27 August 2007
Nitrates and Grazing
Typical farming news.... We had planted oats in a new pasture to provide some grazing during the summer slump and then again in early fall for our sheep. We always do testing on all our forages to balance the custom minerals we give our sheep so before grazing the pasture I take a sample and send it off for analysis. Because small grains can produce high nitrates we get that tested as well. Our June testing revealed that our oats pasture was high in nitrates, high enough to require us to feed the sheep hay in pens at night and only let them graze about half time. This was ok but not ideal. We checked with extension and other folks and were told that we should wait and re-test before grazing it again.
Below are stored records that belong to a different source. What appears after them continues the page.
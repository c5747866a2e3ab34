use anyhow::Context;
use serde::Deserialize;

use crate::coordinator::state::Tab;

/// Name of the global the hosting page may set to a JSON configuration string
pub const CONFIG_GLOBAL: &str = "FINANCE_TRACKER_CONFIG";

/// How delete/archive confirmations are asked
#[derive(Debug, Clone, Copy, PartialEq, Eq, Default, Deserialize)]
#[serde(rename_all = "snake_case")]
pub enum ConfirmStyle {
    /// In-page modal dialog
    #[default]
    Modal,
    /// `window.confirm` / `window.prompt`
    Native,
}

#[derive(Debug, Clone, PartialEq, Deserialize)]
#[serde(default)]
pub struct AppConfig {
    /// Prefix for every API path; empty means same origin
    pub api_base_url: String,
    pub confirm_style: ConfirmStyle,
    pub notification_timeout_ms: u32,
    /// Show the learning-period banner and suggestions on the budget tab
    pub learning_period: bool,
    pub initial_tab: Tab,
    pub log_level: String,
}

impl Default for AppConfig {
    fn default() -> Self {
        Self {
            api_base_url: String::new(),
            confirm_style: ConfirmStyle::default(),
            notification_timeout_ms: 3000,
            learning_period: true,
            initial_tab: Tab::Expenses,
            log_level: "info".to_string(),
        }
    }
}

impl AppConfig {
    pub fn from_json(json: &str) -> anyhow::Result<Self> {
        serde_json::from_str(json).context("invalid finance tracker configuration")
    }

    /// Configuration from the page global, defaults when absent or invalid
    pub fn load() -> Self {
        let Some(raw) = read_global(CONFIG_GLOBAL) else {
            return Self::default();
        };

        match Self::from_json(&raw) {
            Ok(config) => config,
            Err(e) => {
                log::warn!(target: "config", "{:#}; using defaults", e);
                Self::default()
            }
        }
    }

    pub fn level_filter(&self) -> log::LevelFilter {
        self.log_level.parse().unwrap_or(log::LevelFilter::Info)
    }
}

#[cfg(target_arch = "wasm32")]
fn read_global(key: &str) -> Option<String> {
    use wasm_bindgen::JsValue;

    js_sys::Reflect::get(&js_sys::global(), &JsValue::from_str(key))
        .ok()
        .and_then(|value| value.as_string())
}

#[cfg(not(target_arch = "wasm32"))]
fn read_global(_key: &str) -> Option<String> {
    None
}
Nitrate levels often go down with time and perhaps the plants were just stressed from our hot summer and would recover. We are now at the time when we need to be grazing that field so I sent off another sample for testing. Well the tests came back, the nitrates are so high now that we can't graze it at all. With 200 sheep to feed we had really planned on having that oats as finishing feed for our lambs and flushing feed for the ewes. Now we probably won't be feeding it at all. It's going to be very expensive green manure! We are still debating what to do but it looks like we'll plow it all down this fall and try to get the permanent pasture planted on that area. And I've got to go find more hay as we'll be starting winter hay feeding about a month earlier than expected. At least we did the test and didn't discover this by finding dead sheep in the field.